29To conclude, the French auto-entrepreneur status must not be equated with entrepreneurship but rather as a measure of independent employment. Entrepreneurship and self-employment are two distinct concepts: the first one is based on innovation and growth and the second is a way of receiving an income. This frequent confusion in entrepreneurship research, is a strong limitation to build research in a robust way. But it is also restricts research capacity to contribute or to criticize entrepreneurship policies or policy makers, because one cannot talk about something that can’t be named.
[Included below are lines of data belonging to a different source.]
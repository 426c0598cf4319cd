//! Document template
//!
//! A template is LaTeX source with `%name%` placeholders for `title`,
//! `authors`, `date`, `abstract`, `bibliography` and `content`. All
//! placeholders are filled in one pass, so text that lands in the document
//! is never scanned for further placeholders.

use regex::{Captures, Regex};
use std::sync::LazyLock;

use crate::metadata::ExtractedMetadata;

/// Article template with `ntheorem` environments and `biblatex`
pub const DEFAULT_TEMPLATE: &str = include_str!("../templates/article.tex");

static PLACEHOLDER: LazyLock<Regex> =
    LazyLock::new(|| Regex::new(r"%(title|authors|date|abstract|bibliography|content)%").unwrap());

/// Fill a template from metadata and a converted body
pub fn render_document(template: &str, metadata: &ExtractedMetadata, body: &str) -> String {
    let authors = metadata.render_authors();

    PLACEHOLDER
        .replace_all(template, |caps: &Captures| match &caps[1] {
            "title" => metadata.title.as_deref().unwrap_or(""),
            "authors" => authors.as_str(),
            "date" => metadata.date_or_today(),
            "abstract" => metadata.abstract_text.as_deref().unwrap_or(""),
            "bibliography" => metadata.bibliography_path.as_deref().unwrap_or(""),
            _ => body,
        })
        .into_owned()
}
//! Theorem-like environments
//!
//! `#theorem[...]`, `#lemma[...]` and friends become LaTeX environments.
//! The bracket interior is found with the delimiter balancer, so nested
//! content blocks are fine.
//!
//! The first line of the interior is taken as the environment's title:
//!
//! ```text
//! #theorem[Pythagoras          \begin{theorem}{Pythagoras}
//! The square of ...]     =>    The square of ...
//!                              \end{theorem}
//! ```
//!
//! Proofs are never titled. A block whose first line is empty is emitted
//! untitled with its full interior.

use typ_markup::{DelimiterSpan, balanced};

/// Environment names, in matching order
pub const ENVIRONMENTS: &[&str] = &[
    "theorem",
    "proposition",
    "lemma",
    "corollary",
    "proof",
    "definition",
    "example",
    "remark",
];

/// Convert every `#<environment>[...]` block
///
/// A keyword that is not followed by `[`, or whose bracket is never closed,
/// is left as plain text.
pub fn convert_environments(input: &str) -> String {
    let mut output = String::with_capacity(input.len());
    let mut pos = 0;

    while let Some(ch) = input[pos..].chars().next() {
        if ch == '#' {
            if let Some((name, span)) = match_environment(input, pos) {
                let interior = convert_environments(span.content);
                output.push_str(&render_environment(name, &interior));
                pos = span.end;
                continue;
            }
        }
        output.push(ch);
        pos += ch.len_utf8();
    }

    output
}

/// Match an environment call starting at the `#` at `pos`
///
/// Only the first keyword that prefixes the input is tried.
fn match_environment(input: &str, pos: usize) -> Option<(&'static str, DelimiterSpan<'_>)> {
    let after_hash = &input[pos + 1..];
    let name = *ENVIRONMENTS
        .iter()
        .find(|name| after_hash.starts_with(**name))?;

    let after_name = &after_hash[name.len()..];
    let open = input.len() - after_name.trim_start().len();
    if !input[open..].starts_with('[') {
        return None;
    }

    balanced(input, open).ok().map(|span| (name, span))
}

/// Render one environment from its (already converted) interior
pub fn render_environment(name: &str, interior: &str) -> String {
    if name == "proof" {
        return format!("\\begin{{{name}}}\n{interior}\n\\end{{{name}}}");
    }

    match split_title(interior) {
        (title, body) if !title.is_empty() && !body.is_empty() => {
            format!("\\begin{{{name}}}{{{title}}}\n{body}\n\\end{{{name}}}")
        }
        (title, _) if !title.is_empty() => {
            format!("\\begin{{{name}}}{{{title}}}\n\\end{{{name}}}")
        }
        _ => format!("\\begin{{{name}}}\n{interior}\n\\end{{{name}}}"),
    }
}

/// Split an interior into its first line (the title) and the rest
///
/// Both parts are trimmed.
pub fn split_title(interior: &str) -> (&str, &str) {
    match interior.split_once('\n') {
        Some((first, rest)) => (first.trim(), rest.trim()),
        None => (interior.trim(), ""),
    }
}

#[cfg(test)]
mod tests {
    use super::*;

    #[test]
    fn test_titled_theorem() {
        let input = "#theorem[Pythagoras\nThe square of the hypotenuse...]";
        assert_eq!(
            convert_environments(input),
            "\\begin{theorem}{Pythagoras}\nThe square of the hypotenuse...\n\\end{theorem}"
        );
    }

    #[test]
    fn test_title_only() {
        assert_eq!(
            convert_environments("#lemma[Every group has an identity]"),
            "\\begin{lemma}{Every group has an identity}\n\\end{lemma}"
        );
    }

    #[test]
    fn test_empty_first_line_is_untitled() {
        let input = "#definition[\n  A set is open if...\n]";
        assert_eq!(
            convert_environments(input),
            "\\begin{definition}\n\n  A set is open if...\n\n\\end{definition}"
        );
    }

    #[test]
    fn test_proof_has_no_title() {
        let input = "#proof[Trivial.\nQED]";
        assert_eq!(
            convert_environments(input),
            "\\begin{proof}\nTrivial.\nQED\n\\end{proof}"
        );
    }

    #[test]
    fn test_whitespace_before_bracket() {
        assert_eq!(
            convert_environments("#remark [Note\nBody]"),
            "\\begin{remark}{Note}\nBody\n\\end{remark}"
        );
    }

    #[test]
    fn test_nested_brackets_in_body() {
        let input = "#example[Lists\nsee [a [b]] here] after";
        assert_eq!(
            convert_environments(input),
            "\\begin{example}{Lists}\nsee [a [b]] here\n\\end{example} after"
        );
    }

    #[test]
    fn test_nested_environment() {
        let input = "#proof[\n#lemma[Helper\nbody]\n]";
        assert_eq!(
            convert_environments(input),
            "\\begin{proof}\n\n\\begin{lemma}{Helper}\nbody\n\\end{lemma}\n\n\\end{proof}"
        );
    }

    #[test]
    fn test_keyword_without_bracket_is_text() {
        assert_eq!(convert_environments("#theorems are nice"), "#theorems are nice");
        assert_eq!(convert_environments("a #lemma b"), "a #lemma b");
    }

    #[test]
    fn test_unbalanced_left_verbatim() {
        let input = "#theorem[never closed\nstill open";
        assert_eq!(convert_environments(input), input);
    }

    #[test]
    fn test_unknown_environment_untouched() {
        assert_eq!(convert_environments("#conjecture[X\nY]"), "#conjecture[X\nY]");
    }

    #[test]
    fn test_proposition_before_proof() {
        assert_eq!(
            convert_environments("#proposition[P\nQ]"),
            "\\begin{proposition}{P}\nQ\n\\end{proposition}"
        );
    }

    #[test]
    fn test_split_title() {
        assert_eq!(split_title("  Title  \n body \n"), ("Title", "body"));
        assert_eq!(split_title("only"), ("only", ""));
        assert_eq!(split_title("\nbody"), ("", "body"));
    }
}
30Furthermore, we should underline that governments must measure the outcomes of their policies with more objective methods. In France, it is now mandatory to assess the performance and implementation of all projects and policies with objective indicators. Therefore, increases in the number of companies or the number of micro-enterprises started by auto-entrepreneurs may signal an upturn in entrepreneurship while providing useful quantitative data. Yet, the new indicators may only help to partly measure up the results of the policies that have been implemented. This is why we would recommend that the total number of new enterprises and the total number of new micro-enterprises should not be bundled together under one single entrepreneurship indicator that is likely to invalidate the relevance and the robustness of the measurement.
31At a more theoretical level, and in view of the state of the current literature on entrepreneurship and independent work, it seems almost impossible to reconcile two distinct conceptual characteristics of entrepreneurship with the categories of independent work or self-employment. From a methodological point of view, it is no longer acceptable to merge the measurement of the number of auto-entrepreneur statuses with that of business venture creations, as it is not the same to be an independent worker, as it is to open a new start-up. Thus, to overcome conceptual difficulties and to understand how government policies and incentives promote two distinct forms of activity (independent vs contract labor and the creation of new enterprises vs self-employment) we think researchers should work at dissociating and clearly present the two in future studies.
32Finally, there may be an opportunity to utilize the auto-entrepreneur (recently evolved into the micro-entrepreneur) status to enhance policy aimed at the creation of hybrid forms of-entrepreneurship (by opportunity, choice or necessity). However, in its current state, and under the existing policy mechanisms, we can argue this is not the attempt or the interest of policy makers.